### Your objective
Work through the material below and tally the lines holding "FileDialog"; only the tally should be returned.
(Entries supplied Opens)
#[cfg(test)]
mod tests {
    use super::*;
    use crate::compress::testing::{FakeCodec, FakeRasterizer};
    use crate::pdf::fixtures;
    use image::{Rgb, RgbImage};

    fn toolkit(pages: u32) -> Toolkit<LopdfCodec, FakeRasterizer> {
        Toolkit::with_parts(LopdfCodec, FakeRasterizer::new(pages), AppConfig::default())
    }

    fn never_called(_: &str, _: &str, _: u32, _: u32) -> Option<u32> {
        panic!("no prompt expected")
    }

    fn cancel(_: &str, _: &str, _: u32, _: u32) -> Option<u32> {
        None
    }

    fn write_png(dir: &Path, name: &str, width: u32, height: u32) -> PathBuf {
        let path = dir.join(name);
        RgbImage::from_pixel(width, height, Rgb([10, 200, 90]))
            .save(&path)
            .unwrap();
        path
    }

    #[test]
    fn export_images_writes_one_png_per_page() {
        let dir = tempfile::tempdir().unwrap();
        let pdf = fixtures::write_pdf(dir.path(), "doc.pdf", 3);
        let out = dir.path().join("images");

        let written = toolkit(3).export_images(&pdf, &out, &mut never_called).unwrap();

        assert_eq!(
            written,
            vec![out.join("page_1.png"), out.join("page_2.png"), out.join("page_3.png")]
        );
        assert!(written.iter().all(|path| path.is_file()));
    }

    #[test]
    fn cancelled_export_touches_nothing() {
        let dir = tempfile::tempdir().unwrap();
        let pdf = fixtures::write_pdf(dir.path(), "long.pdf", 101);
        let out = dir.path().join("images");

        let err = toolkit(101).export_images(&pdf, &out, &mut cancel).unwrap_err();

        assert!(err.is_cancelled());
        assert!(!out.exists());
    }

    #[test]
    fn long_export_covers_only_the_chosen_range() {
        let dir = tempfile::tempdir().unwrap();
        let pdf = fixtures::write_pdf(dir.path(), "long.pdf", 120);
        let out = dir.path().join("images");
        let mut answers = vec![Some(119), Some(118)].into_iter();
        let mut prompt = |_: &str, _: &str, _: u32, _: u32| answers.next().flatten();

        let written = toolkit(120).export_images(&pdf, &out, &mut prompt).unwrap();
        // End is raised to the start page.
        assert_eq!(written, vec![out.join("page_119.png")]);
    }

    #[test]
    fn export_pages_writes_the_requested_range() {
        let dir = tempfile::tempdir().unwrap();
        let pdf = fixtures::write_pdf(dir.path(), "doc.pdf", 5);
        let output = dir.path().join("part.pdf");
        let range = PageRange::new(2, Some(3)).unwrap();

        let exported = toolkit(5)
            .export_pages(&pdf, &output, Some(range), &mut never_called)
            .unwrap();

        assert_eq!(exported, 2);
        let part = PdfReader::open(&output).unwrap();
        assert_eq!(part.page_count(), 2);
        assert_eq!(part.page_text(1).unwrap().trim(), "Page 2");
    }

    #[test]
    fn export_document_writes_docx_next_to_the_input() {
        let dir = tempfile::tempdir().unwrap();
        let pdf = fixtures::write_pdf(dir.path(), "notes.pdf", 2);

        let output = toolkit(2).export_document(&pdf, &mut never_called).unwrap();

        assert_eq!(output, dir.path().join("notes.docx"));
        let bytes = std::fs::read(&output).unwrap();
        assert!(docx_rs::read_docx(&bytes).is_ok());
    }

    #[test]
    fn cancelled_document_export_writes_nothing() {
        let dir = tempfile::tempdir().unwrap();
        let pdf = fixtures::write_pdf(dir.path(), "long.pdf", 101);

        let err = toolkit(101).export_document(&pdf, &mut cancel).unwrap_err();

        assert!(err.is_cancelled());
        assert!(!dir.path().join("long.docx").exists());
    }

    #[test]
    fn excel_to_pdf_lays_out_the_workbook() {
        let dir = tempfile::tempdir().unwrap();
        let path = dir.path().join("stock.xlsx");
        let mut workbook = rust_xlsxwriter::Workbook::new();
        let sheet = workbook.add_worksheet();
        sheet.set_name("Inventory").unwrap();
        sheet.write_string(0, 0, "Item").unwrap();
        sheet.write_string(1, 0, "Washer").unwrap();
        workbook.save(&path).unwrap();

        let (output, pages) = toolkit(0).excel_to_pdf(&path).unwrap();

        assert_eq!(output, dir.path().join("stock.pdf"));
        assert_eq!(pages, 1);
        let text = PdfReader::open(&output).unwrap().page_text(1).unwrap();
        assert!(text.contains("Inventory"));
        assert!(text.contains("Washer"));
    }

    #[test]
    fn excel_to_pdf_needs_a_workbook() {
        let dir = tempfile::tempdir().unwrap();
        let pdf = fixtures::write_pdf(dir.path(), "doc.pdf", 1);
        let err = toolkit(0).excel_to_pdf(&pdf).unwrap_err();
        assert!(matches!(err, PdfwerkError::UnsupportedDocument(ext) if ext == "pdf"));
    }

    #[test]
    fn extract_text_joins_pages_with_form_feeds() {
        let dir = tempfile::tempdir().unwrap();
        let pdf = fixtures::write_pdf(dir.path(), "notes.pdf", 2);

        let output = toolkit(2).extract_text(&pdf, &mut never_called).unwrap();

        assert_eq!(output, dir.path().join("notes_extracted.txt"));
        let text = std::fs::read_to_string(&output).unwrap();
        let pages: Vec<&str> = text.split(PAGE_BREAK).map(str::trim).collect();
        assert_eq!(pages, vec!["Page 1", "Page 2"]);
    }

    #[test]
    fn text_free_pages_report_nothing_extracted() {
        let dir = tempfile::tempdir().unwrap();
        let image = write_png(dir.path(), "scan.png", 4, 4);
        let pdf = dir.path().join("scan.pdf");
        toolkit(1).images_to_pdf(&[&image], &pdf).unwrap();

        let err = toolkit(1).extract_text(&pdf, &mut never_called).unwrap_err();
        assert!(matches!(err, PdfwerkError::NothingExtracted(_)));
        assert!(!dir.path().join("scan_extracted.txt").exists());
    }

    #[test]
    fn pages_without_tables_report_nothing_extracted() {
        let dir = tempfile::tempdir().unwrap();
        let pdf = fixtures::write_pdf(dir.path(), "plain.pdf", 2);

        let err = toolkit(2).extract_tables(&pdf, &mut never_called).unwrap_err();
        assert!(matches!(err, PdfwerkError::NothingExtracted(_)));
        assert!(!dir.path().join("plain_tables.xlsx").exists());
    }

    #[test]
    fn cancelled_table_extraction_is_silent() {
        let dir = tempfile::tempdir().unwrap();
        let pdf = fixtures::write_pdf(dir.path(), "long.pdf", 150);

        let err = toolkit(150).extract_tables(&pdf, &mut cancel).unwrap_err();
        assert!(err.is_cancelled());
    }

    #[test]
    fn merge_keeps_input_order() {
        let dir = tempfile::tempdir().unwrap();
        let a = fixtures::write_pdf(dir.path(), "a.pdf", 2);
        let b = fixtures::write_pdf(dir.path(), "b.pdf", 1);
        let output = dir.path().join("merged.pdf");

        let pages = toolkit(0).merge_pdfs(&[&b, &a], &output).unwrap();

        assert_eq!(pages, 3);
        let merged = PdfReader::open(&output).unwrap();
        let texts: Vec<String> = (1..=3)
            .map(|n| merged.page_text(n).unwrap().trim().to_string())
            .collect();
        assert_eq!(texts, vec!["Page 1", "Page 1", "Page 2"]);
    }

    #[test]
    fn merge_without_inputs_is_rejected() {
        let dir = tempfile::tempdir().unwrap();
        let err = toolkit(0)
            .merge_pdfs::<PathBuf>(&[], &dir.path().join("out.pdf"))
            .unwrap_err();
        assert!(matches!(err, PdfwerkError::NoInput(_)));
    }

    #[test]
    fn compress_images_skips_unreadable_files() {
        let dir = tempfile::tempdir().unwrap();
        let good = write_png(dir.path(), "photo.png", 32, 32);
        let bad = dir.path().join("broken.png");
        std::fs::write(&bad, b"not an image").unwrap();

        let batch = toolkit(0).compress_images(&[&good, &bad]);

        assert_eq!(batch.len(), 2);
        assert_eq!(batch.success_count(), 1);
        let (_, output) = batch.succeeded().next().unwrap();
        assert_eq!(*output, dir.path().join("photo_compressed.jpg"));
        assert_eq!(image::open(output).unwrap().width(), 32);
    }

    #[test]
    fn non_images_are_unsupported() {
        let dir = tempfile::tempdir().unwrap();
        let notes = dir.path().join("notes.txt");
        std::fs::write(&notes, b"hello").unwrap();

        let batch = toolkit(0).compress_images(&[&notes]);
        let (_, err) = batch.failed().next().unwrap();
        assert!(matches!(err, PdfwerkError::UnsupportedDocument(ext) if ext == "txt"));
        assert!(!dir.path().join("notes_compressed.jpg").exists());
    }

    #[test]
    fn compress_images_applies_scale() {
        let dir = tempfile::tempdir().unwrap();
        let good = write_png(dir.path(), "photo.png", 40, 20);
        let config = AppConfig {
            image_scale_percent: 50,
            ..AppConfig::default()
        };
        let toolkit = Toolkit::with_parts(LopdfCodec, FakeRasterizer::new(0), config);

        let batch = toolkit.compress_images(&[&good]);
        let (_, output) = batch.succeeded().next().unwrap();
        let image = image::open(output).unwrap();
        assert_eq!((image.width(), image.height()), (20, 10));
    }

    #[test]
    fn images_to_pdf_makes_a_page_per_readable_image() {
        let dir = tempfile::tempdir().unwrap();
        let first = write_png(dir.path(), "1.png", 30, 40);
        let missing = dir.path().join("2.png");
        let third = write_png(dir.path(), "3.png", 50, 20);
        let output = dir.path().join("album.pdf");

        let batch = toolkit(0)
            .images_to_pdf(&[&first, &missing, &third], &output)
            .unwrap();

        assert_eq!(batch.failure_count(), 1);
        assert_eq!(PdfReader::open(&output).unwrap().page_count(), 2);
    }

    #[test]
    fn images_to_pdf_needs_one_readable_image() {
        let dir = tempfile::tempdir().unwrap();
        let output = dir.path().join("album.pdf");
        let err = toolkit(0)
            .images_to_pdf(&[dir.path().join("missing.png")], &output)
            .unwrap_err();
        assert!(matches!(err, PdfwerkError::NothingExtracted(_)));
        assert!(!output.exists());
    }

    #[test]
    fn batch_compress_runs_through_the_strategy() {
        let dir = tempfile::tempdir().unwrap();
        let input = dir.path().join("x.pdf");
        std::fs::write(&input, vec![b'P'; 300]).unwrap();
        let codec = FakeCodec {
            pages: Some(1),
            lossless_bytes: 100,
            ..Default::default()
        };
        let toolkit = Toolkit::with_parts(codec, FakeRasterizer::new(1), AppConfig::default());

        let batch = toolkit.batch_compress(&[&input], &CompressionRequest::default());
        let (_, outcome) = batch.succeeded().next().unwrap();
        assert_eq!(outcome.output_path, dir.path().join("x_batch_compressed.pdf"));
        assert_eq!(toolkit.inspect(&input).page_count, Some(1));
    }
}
(Entries supplied Closes)
(Entries supplied Opens)
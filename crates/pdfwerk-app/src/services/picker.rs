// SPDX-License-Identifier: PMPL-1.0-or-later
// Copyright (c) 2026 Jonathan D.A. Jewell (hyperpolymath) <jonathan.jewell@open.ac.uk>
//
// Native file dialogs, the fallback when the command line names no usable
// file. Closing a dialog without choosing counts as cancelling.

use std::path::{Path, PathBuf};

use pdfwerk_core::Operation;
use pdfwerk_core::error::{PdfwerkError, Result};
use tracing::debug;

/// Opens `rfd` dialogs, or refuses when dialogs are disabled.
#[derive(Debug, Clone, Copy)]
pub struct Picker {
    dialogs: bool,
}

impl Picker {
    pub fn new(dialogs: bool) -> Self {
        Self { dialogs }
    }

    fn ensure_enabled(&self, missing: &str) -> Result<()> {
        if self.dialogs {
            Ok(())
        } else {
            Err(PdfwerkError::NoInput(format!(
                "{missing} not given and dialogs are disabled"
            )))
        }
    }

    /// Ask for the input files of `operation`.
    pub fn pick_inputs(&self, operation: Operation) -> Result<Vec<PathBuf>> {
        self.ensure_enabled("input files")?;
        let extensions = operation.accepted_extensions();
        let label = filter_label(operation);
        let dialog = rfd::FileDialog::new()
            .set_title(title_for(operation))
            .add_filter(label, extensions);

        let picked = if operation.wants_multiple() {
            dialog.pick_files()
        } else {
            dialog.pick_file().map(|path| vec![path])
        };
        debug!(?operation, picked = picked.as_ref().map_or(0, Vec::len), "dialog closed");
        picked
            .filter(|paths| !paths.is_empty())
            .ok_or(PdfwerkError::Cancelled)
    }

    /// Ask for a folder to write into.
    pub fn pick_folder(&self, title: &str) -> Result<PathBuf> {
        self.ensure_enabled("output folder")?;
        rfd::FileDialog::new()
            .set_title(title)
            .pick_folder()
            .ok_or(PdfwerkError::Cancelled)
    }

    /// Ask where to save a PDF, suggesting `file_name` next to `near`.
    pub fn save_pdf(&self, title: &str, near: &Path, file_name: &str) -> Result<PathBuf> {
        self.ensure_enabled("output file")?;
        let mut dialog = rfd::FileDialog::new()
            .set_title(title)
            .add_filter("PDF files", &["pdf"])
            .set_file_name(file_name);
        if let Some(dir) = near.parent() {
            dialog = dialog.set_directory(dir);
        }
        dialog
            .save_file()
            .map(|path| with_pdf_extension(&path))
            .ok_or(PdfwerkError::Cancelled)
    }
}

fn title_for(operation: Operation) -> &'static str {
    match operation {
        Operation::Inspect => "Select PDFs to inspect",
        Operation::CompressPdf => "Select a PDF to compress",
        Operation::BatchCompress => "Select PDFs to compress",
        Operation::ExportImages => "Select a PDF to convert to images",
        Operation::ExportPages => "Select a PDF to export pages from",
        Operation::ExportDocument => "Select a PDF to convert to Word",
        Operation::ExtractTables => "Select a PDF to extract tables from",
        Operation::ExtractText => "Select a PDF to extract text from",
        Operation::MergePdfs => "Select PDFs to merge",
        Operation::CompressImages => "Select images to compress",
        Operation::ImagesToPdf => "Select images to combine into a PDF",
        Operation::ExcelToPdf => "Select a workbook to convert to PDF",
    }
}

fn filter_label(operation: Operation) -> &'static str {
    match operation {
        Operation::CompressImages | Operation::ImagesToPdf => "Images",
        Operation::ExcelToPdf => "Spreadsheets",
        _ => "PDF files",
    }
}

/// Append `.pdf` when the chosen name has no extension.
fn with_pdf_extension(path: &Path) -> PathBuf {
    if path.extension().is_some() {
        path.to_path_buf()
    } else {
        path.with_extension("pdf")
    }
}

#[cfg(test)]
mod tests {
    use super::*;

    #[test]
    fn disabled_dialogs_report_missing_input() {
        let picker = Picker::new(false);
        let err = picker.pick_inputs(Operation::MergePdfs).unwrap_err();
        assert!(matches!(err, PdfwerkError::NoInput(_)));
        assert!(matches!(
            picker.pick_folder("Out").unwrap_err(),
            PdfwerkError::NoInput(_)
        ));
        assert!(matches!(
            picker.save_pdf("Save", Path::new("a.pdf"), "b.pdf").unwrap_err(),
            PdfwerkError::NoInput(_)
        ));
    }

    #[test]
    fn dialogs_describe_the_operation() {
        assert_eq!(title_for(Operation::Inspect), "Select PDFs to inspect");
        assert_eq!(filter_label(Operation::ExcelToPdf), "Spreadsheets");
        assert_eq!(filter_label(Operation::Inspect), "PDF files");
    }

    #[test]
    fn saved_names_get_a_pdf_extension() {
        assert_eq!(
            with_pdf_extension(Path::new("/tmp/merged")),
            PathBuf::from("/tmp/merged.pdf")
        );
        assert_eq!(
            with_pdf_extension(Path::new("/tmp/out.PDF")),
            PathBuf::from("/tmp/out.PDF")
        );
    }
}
(Entries supplied Closes)
### Answer box
3